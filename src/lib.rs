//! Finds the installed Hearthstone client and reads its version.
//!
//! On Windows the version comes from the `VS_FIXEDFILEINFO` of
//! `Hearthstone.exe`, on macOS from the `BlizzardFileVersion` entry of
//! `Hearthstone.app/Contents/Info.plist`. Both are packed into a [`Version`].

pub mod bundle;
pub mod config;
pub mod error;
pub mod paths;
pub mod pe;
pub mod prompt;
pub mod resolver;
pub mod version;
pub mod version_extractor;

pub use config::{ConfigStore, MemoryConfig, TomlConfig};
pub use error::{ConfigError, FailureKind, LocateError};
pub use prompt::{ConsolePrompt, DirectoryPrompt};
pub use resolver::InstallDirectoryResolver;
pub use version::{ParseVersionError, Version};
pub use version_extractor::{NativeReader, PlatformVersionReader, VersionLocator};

=======

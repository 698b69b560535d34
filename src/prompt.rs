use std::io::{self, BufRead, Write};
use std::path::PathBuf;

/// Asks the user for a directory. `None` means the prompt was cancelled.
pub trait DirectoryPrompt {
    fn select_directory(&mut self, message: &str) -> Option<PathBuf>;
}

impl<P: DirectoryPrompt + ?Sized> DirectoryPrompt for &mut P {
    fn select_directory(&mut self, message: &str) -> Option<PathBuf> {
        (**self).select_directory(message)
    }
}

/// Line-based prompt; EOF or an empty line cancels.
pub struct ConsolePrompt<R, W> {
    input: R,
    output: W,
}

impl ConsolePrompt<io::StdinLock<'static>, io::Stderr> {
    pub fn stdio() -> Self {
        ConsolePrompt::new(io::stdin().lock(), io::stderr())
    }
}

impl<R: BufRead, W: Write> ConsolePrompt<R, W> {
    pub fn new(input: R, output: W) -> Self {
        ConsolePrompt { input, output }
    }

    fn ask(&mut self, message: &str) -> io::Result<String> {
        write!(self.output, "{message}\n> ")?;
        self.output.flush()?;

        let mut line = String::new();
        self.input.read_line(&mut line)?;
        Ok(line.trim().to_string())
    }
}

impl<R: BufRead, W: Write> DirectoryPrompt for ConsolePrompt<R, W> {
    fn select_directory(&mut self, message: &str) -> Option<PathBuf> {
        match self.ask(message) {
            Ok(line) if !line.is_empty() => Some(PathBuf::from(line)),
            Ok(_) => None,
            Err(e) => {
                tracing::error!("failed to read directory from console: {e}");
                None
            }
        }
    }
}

=======

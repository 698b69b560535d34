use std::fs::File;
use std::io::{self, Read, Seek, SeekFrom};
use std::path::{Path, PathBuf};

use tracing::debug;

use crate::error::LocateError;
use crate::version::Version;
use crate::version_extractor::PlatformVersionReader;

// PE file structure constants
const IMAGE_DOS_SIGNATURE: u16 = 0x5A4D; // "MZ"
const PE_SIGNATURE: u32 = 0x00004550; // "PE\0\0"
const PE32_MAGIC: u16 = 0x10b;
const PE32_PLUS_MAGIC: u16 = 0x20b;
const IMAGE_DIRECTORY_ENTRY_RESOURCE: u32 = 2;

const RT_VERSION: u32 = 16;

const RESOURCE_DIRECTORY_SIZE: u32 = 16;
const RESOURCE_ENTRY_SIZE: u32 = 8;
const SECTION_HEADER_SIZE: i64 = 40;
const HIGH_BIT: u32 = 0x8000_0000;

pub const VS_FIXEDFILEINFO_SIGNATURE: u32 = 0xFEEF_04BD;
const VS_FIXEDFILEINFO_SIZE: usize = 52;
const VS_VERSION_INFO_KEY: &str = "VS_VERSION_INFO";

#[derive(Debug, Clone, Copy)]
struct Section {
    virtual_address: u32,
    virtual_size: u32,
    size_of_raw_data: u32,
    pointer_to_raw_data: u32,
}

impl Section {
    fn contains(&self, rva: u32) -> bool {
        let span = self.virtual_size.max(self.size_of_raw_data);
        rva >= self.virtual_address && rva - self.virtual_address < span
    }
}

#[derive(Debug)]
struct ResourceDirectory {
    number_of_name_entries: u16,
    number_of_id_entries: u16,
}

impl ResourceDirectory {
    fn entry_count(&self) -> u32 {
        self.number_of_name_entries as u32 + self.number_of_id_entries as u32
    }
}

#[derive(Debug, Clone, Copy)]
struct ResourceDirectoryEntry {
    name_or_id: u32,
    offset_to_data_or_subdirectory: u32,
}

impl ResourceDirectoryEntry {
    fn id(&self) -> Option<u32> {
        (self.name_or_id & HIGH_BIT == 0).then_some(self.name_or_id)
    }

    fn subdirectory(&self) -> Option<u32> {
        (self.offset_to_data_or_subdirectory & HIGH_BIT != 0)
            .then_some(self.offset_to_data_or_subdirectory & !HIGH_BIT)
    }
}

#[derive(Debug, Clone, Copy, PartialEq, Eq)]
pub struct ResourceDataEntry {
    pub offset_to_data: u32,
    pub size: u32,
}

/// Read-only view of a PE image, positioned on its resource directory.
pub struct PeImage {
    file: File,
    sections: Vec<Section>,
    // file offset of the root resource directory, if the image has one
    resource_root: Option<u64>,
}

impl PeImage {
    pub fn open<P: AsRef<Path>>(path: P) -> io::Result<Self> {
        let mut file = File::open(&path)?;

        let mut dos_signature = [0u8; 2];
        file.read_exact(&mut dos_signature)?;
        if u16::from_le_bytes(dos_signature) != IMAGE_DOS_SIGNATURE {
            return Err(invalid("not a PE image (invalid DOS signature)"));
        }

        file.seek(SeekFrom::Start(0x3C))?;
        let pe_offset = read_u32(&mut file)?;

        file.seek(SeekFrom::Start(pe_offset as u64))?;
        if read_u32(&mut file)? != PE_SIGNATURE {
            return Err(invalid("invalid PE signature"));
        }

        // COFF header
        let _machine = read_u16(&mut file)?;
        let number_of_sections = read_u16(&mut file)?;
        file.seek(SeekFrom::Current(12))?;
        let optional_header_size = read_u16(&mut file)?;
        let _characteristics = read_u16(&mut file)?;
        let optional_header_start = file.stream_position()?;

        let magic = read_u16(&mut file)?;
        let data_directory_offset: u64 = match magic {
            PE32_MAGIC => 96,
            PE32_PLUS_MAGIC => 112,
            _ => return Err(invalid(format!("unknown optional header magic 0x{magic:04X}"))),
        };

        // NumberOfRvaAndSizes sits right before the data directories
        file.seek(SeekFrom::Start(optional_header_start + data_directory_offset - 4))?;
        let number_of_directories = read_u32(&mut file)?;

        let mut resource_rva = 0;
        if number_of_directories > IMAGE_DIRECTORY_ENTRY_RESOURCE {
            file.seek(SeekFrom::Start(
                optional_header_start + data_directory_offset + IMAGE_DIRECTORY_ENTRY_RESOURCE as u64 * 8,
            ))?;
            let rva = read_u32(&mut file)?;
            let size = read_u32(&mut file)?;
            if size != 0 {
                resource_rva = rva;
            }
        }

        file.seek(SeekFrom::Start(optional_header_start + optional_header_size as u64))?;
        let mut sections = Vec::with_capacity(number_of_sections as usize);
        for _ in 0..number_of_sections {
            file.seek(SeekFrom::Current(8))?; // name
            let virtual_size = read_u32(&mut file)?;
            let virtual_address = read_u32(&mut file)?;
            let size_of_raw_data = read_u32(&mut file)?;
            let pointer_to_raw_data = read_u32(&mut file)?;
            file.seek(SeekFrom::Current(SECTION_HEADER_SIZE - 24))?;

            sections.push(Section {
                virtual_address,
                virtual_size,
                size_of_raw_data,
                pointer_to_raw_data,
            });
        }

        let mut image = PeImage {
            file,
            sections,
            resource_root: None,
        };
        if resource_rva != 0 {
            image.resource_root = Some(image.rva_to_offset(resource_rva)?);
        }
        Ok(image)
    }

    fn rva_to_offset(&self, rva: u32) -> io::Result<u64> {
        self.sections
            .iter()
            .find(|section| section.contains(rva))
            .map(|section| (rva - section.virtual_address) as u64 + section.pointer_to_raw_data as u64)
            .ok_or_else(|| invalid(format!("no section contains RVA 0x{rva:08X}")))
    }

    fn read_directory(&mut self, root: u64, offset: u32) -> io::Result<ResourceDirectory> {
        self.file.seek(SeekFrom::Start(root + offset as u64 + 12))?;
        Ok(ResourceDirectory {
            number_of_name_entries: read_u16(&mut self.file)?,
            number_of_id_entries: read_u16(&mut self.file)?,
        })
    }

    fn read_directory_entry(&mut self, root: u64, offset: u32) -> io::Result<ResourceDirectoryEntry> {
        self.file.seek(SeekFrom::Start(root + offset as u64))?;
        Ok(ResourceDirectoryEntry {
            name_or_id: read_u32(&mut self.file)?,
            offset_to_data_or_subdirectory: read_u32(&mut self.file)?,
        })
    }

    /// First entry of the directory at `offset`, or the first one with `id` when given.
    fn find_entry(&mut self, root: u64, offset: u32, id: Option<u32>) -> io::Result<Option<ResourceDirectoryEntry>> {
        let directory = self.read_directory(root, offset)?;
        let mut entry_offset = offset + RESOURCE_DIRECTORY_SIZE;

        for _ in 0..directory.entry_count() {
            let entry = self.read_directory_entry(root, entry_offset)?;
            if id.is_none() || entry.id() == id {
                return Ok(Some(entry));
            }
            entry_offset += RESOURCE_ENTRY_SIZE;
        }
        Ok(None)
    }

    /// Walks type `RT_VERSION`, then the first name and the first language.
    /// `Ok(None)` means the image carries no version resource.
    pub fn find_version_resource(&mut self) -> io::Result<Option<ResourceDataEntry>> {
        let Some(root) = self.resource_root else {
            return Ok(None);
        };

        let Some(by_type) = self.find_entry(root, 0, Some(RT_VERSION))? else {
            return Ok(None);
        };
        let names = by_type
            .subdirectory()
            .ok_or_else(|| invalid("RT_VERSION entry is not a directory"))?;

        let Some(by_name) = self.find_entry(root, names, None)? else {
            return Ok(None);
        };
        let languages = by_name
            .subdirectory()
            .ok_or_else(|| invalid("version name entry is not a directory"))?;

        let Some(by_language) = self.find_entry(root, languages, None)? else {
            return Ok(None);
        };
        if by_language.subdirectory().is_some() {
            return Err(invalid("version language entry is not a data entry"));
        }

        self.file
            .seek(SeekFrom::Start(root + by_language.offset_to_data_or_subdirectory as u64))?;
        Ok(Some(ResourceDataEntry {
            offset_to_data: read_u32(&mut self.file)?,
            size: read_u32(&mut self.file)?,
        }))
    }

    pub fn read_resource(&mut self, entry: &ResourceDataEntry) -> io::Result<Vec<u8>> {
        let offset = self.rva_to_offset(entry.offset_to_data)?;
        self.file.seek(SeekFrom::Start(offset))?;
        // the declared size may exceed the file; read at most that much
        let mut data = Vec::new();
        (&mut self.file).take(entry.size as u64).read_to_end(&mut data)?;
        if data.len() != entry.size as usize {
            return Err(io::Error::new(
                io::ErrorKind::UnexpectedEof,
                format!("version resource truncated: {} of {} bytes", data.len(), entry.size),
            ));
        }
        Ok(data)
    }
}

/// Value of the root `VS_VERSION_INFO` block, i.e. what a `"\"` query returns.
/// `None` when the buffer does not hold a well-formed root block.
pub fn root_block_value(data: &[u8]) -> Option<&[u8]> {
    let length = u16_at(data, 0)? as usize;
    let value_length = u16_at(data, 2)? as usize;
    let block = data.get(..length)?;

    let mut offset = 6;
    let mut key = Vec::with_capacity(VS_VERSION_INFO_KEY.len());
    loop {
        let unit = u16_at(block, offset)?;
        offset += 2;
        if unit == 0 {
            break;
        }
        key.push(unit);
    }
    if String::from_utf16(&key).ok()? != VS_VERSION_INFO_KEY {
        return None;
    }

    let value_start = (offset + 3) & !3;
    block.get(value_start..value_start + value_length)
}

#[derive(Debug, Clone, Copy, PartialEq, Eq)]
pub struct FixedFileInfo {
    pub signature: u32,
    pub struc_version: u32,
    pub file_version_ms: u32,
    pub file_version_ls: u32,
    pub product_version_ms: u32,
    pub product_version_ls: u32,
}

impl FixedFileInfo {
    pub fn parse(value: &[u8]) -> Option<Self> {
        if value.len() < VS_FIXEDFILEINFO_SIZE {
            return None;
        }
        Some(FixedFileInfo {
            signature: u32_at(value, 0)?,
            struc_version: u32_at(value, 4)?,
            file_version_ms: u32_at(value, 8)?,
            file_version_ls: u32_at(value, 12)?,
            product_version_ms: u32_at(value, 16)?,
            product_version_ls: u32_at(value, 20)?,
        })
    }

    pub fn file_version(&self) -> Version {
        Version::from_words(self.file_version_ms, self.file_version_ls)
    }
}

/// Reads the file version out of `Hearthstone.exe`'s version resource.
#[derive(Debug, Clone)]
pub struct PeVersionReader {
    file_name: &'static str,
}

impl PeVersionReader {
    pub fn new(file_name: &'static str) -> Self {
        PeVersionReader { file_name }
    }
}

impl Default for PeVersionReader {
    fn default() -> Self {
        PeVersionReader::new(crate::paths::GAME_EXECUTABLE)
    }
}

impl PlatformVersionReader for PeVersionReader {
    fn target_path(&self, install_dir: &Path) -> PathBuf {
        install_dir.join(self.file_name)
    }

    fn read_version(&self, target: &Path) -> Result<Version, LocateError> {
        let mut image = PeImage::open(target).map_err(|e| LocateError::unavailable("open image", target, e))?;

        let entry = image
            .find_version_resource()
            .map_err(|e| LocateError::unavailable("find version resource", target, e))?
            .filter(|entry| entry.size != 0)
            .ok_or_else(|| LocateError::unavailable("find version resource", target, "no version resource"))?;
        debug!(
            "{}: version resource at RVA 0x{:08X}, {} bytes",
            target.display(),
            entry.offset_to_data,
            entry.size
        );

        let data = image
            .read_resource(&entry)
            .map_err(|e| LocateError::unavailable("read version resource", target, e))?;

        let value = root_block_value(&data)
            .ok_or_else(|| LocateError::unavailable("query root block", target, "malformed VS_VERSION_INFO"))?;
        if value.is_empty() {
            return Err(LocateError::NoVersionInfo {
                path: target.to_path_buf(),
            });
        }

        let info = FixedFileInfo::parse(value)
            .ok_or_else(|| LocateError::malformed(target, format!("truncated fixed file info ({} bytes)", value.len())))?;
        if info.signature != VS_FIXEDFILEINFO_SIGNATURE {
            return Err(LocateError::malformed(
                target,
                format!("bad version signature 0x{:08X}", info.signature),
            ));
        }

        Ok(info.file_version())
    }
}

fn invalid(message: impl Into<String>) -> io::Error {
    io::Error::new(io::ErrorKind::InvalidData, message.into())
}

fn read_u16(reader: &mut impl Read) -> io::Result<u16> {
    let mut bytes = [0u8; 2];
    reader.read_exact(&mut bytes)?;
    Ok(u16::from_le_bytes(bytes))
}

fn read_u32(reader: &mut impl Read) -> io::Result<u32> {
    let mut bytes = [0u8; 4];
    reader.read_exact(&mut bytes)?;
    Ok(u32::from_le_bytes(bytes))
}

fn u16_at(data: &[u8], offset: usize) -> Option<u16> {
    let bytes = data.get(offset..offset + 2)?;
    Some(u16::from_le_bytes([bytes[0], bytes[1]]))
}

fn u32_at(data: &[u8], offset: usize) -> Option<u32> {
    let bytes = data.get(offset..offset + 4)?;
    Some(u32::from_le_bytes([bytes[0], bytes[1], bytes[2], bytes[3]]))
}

=======

Aim of the exercise: Starting at the line that has "use crate::version_extractor::PlatformVersionReader;" and ending at the line that has "pub const VS_FIXEDFILEINFO_SIGNATURE: u32", please write out the lines above exactly, leaving out all others.

Expected answer:
use crate::version_extractor::PlatformVersionReader;

// PE file structure constants
const IMAGE_DOS_SIGNATURE: u16 = 0x5A4D; // "MZ"
const PE_SIGNATURE: u32 = 0x00004550; // "PE\0\0"
const PE32_MAGIC: u16 = 0x10b;
const PE32_PLUS_MAGIC: u16 = 0x20b;
const IMAGE_DIRECTORY_ENTRY_RESOURCE: u32 = 2;

const RT_VERSION: u32 = 16;

const RESOURCE_DIRECTORY_SIZE: u32 = 16;
const RESOURCE_ENTRY_SIZE: u32 = 8;
const SECTION_HEADER_SIZE: i64 = 40;
const HIGH_BIT: u32 = 0x8000_0000;

pub const VS_FIXEDFILEINFO_SIGNATURE: u32 = 0xFEEF_04BD;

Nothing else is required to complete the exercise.